• _What you are asked to do_:
Check every line of the records below for the string "DispenserConfig", then report only how many lines have it.

___

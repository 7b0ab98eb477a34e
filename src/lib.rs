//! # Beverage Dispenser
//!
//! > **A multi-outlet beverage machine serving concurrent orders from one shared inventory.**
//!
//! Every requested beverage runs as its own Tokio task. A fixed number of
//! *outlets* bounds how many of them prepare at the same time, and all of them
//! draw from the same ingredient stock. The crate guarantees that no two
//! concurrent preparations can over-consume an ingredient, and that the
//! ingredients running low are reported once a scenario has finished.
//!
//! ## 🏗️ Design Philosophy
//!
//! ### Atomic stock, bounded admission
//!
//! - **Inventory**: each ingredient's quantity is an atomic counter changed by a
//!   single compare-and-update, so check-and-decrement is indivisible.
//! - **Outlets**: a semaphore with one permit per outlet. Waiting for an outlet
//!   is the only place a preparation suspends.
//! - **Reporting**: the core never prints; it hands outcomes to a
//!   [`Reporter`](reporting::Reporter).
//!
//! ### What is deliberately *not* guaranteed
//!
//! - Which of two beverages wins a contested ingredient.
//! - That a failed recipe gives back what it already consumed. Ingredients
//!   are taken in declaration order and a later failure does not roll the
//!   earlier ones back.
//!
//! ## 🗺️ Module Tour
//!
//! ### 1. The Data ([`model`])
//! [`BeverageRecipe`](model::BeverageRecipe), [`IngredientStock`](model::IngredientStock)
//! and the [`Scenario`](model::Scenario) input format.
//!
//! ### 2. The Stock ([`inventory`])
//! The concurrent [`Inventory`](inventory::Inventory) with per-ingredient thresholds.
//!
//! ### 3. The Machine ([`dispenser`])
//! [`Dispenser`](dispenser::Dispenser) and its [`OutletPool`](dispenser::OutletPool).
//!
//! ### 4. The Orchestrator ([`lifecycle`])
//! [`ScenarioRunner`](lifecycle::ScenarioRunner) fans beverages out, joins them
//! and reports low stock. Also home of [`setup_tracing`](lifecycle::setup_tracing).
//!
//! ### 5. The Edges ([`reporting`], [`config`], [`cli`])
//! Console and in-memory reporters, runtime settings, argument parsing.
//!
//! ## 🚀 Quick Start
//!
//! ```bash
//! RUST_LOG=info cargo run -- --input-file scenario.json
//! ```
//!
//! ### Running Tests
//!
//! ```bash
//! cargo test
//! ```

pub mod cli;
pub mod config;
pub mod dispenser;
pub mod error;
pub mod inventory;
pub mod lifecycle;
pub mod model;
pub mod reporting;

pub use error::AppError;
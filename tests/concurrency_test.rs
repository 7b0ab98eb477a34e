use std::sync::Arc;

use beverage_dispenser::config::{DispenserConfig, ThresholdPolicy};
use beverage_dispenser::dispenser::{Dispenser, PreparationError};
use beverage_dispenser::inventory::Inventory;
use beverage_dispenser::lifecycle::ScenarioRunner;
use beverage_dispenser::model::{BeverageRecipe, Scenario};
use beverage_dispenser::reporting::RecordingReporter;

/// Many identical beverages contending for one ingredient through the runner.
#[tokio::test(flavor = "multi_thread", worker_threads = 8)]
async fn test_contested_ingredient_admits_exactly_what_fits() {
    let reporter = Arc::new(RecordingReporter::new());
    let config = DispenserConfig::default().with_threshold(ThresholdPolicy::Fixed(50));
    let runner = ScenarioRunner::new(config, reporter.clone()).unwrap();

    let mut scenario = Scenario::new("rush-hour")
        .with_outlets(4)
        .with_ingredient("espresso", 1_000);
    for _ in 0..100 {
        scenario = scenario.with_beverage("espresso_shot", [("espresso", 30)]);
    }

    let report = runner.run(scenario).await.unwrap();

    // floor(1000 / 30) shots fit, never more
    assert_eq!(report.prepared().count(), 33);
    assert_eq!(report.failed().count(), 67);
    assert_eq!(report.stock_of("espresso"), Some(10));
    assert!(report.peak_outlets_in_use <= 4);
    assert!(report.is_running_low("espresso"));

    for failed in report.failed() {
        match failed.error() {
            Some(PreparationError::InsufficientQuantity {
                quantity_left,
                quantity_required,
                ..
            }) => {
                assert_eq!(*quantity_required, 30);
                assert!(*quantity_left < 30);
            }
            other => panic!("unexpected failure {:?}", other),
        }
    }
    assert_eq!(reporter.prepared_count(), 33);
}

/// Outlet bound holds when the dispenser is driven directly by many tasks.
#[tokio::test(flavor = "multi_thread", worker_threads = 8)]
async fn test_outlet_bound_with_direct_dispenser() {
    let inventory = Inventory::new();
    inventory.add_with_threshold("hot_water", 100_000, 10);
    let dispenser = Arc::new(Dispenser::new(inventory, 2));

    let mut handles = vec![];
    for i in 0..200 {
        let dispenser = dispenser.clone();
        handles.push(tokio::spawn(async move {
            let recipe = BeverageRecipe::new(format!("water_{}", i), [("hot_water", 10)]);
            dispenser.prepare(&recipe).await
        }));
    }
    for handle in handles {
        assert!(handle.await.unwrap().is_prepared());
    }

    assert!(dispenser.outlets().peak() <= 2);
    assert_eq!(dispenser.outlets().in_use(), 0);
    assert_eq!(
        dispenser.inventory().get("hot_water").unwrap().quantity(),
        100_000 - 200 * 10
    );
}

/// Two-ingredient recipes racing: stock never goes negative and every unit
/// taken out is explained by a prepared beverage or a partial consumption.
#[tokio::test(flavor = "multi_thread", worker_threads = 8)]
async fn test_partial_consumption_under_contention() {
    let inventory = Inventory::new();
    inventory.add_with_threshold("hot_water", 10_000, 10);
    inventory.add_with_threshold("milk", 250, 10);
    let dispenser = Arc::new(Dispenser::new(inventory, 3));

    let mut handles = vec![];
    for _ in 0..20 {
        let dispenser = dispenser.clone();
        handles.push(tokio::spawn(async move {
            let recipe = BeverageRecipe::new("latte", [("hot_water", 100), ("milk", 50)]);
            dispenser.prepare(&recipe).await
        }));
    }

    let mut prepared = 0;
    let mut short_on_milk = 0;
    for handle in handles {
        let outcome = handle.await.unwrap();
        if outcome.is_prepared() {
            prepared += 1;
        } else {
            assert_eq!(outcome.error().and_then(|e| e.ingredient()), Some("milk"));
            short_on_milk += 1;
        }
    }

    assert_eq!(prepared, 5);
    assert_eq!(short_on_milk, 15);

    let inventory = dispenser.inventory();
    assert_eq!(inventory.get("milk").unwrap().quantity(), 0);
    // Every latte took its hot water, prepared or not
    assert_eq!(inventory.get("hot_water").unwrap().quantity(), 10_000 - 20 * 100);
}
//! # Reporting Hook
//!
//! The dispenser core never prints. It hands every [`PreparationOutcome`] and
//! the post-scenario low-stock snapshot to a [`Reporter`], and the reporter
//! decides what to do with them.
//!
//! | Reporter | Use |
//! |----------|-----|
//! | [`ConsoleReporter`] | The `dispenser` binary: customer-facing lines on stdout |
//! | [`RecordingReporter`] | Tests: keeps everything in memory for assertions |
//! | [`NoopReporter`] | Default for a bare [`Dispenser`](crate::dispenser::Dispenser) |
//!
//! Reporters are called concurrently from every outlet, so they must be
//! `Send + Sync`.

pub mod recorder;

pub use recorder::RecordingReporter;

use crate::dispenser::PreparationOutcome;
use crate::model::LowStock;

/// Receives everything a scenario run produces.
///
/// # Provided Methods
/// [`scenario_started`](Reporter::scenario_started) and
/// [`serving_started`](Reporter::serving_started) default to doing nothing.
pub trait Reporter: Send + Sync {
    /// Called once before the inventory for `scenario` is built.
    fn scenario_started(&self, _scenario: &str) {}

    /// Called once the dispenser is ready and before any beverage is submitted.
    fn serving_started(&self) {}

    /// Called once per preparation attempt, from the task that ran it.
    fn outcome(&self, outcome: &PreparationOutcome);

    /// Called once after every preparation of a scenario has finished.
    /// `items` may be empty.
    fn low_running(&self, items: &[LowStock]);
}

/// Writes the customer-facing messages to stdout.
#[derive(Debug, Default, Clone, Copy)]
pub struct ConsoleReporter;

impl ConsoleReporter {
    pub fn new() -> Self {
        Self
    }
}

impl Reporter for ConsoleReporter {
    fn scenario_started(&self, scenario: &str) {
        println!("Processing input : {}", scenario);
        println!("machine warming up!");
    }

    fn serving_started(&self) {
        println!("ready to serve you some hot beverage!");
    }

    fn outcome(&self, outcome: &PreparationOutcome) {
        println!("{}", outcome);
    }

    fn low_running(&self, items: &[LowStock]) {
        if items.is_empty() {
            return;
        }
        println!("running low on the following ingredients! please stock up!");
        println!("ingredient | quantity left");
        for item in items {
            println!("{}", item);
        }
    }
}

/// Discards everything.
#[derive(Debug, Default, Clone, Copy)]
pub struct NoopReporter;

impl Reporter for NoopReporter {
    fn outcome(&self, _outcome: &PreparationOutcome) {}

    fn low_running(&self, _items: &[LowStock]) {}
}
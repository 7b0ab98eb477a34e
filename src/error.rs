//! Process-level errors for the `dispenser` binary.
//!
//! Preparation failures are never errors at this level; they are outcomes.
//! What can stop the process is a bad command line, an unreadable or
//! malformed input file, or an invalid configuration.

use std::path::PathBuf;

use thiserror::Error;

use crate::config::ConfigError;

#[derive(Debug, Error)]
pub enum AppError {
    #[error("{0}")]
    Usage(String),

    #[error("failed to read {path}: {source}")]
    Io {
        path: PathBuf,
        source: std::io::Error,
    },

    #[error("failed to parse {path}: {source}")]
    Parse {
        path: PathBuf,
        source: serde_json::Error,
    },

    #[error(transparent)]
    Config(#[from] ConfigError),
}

___

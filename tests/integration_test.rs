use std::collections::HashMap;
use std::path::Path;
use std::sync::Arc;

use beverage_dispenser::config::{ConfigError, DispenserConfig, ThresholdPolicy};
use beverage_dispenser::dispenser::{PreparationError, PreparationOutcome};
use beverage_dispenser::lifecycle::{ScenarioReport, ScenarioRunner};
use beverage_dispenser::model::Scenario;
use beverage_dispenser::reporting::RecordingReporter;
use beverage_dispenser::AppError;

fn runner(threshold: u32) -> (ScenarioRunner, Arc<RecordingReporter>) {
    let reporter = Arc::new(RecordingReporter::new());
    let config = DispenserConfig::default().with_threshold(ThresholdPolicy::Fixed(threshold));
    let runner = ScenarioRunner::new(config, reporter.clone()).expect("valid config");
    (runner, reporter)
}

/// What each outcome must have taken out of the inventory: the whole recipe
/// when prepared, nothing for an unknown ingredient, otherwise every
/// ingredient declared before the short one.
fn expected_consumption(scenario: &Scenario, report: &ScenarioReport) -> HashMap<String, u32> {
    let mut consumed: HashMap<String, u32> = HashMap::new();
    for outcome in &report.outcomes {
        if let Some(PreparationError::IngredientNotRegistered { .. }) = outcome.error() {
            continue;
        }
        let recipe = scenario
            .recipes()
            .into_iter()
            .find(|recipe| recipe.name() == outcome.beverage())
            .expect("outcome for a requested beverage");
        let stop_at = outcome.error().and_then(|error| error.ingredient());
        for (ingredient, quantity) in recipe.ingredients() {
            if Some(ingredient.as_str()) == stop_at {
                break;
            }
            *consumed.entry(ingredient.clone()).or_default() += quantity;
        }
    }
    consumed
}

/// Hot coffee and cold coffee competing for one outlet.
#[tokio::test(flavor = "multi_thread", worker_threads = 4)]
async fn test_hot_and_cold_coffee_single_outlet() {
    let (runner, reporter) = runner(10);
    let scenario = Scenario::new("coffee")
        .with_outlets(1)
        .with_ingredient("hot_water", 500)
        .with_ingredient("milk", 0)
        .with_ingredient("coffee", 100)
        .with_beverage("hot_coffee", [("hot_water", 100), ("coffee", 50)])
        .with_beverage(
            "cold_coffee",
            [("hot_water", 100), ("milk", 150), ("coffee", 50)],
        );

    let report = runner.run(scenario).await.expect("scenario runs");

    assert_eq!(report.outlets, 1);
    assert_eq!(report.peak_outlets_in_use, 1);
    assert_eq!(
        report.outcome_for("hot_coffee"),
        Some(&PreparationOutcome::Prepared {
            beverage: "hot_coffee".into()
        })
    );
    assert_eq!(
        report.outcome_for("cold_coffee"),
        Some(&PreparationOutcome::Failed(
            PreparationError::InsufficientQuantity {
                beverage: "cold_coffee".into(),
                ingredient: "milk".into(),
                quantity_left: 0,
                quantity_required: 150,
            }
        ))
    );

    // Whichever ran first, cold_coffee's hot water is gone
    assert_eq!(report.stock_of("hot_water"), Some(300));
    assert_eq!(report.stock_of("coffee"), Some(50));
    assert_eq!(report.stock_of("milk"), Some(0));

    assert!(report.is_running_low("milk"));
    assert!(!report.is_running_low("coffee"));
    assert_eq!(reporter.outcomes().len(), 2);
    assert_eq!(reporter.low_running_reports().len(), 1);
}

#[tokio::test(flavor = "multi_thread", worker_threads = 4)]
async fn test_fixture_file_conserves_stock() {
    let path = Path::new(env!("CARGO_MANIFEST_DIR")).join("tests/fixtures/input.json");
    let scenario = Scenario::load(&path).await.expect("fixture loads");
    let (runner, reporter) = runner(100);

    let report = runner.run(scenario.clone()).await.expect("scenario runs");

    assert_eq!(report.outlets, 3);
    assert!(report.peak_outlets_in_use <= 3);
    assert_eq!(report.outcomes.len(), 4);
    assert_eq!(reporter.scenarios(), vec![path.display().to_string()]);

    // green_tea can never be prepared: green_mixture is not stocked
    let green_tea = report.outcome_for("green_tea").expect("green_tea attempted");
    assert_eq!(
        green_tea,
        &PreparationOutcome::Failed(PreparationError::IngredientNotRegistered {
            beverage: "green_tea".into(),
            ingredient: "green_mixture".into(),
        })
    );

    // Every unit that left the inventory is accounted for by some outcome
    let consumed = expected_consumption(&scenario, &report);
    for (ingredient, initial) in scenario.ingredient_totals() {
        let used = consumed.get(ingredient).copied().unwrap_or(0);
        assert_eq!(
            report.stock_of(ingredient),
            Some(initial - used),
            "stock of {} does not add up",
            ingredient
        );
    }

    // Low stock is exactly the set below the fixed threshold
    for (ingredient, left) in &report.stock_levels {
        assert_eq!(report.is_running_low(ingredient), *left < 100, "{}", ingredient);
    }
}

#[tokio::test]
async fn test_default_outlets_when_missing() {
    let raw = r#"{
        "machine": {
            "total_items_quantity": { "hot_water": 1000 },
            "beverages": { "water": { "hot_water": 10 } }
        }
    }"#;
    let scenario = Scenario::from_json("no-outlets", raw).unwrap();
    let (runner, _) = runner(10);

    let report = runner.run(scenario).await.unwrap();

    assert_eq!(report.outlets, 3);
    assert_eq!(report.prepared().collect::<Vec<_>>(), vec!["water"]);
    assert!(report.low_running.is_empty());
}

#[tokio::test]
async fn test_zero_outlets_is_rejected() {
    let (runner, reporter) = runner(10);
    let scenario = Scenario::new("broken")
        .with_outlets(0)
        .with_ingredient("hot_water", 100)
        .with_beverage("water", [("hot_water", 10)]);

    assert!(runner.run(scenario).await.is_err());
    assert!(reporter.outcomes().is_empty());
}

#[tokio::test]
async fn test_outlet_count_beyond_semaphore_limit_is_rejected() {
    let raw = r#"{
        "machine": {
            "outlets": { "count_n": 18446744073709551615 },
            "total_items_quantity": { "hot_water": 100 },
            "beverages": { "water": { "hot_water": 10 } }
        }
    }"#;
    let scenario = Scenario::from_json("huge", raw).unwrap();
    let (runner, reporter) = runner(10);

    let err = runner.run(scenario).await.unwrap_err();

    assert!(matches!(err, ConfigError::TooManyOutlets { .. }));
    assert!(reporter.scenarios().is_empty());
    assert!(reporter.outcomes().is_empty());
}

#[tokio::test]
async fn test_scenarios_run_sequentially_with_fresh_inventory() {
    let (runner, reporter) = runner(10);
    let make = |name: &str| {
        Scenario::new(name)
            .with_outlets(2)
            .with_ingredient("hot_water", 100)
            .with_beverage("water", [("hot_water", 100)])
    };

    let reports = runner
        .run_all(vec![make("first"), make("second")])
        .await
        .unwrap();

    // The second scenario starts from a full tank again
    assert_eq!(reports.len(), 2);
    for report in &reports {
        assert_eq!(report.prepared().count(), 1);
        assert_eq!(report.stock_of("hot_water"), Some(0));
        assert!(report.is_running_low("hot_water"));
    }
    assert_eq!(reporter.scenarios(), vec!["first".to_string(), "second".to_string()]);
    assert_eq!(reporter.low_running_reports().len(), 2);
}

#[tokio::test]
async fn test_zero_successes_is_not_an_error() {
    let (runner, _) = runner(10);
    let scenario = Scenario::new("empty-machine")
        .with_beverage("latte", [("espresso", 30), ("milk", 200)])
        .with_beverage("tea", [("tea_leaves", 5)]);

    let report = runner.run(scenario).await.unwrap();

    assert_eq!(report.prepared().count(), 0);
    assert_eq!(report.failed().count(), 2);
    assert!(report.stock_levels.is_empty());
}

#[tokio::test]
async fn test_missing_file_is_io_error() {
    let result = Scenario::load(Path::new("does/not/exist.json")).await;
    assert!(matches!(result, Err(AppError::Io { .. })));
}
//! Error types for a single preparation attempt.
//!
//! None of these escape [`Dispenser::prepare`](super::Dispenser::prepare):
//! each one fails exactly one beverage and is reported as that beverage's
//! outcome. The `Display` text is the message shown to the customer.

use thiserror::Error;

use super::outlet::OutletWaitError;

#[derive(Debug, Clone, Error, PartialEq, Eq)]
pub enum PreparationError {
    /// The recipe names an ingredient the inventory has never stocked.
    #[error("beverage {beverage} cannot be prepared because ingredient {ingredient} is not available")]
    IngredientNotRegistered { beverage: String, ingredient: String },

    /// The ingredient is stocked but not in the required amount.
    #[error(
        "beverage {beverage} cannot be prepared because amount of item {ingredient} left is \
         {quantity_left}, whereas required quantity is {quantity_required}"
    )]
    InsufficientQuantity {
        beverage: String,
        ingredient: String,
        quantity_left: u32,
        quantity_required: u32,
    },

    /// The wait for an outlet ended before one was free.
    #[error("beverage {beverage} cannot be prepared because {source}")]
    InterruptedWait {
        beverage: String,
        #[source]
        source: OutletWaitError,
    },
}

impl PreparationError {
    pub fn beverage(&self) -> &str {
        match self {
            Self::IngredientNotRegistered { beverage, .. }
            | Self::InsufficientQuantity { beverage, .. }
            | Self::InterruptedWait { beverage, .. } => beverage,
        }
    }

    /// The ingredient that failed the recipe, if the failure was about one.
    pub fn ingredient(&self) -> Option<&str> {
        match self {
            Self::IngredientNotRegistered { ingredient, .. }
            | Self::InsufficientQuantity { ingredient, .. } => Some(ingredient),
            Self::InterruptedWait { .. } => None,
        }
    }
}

___

• _Result_:
4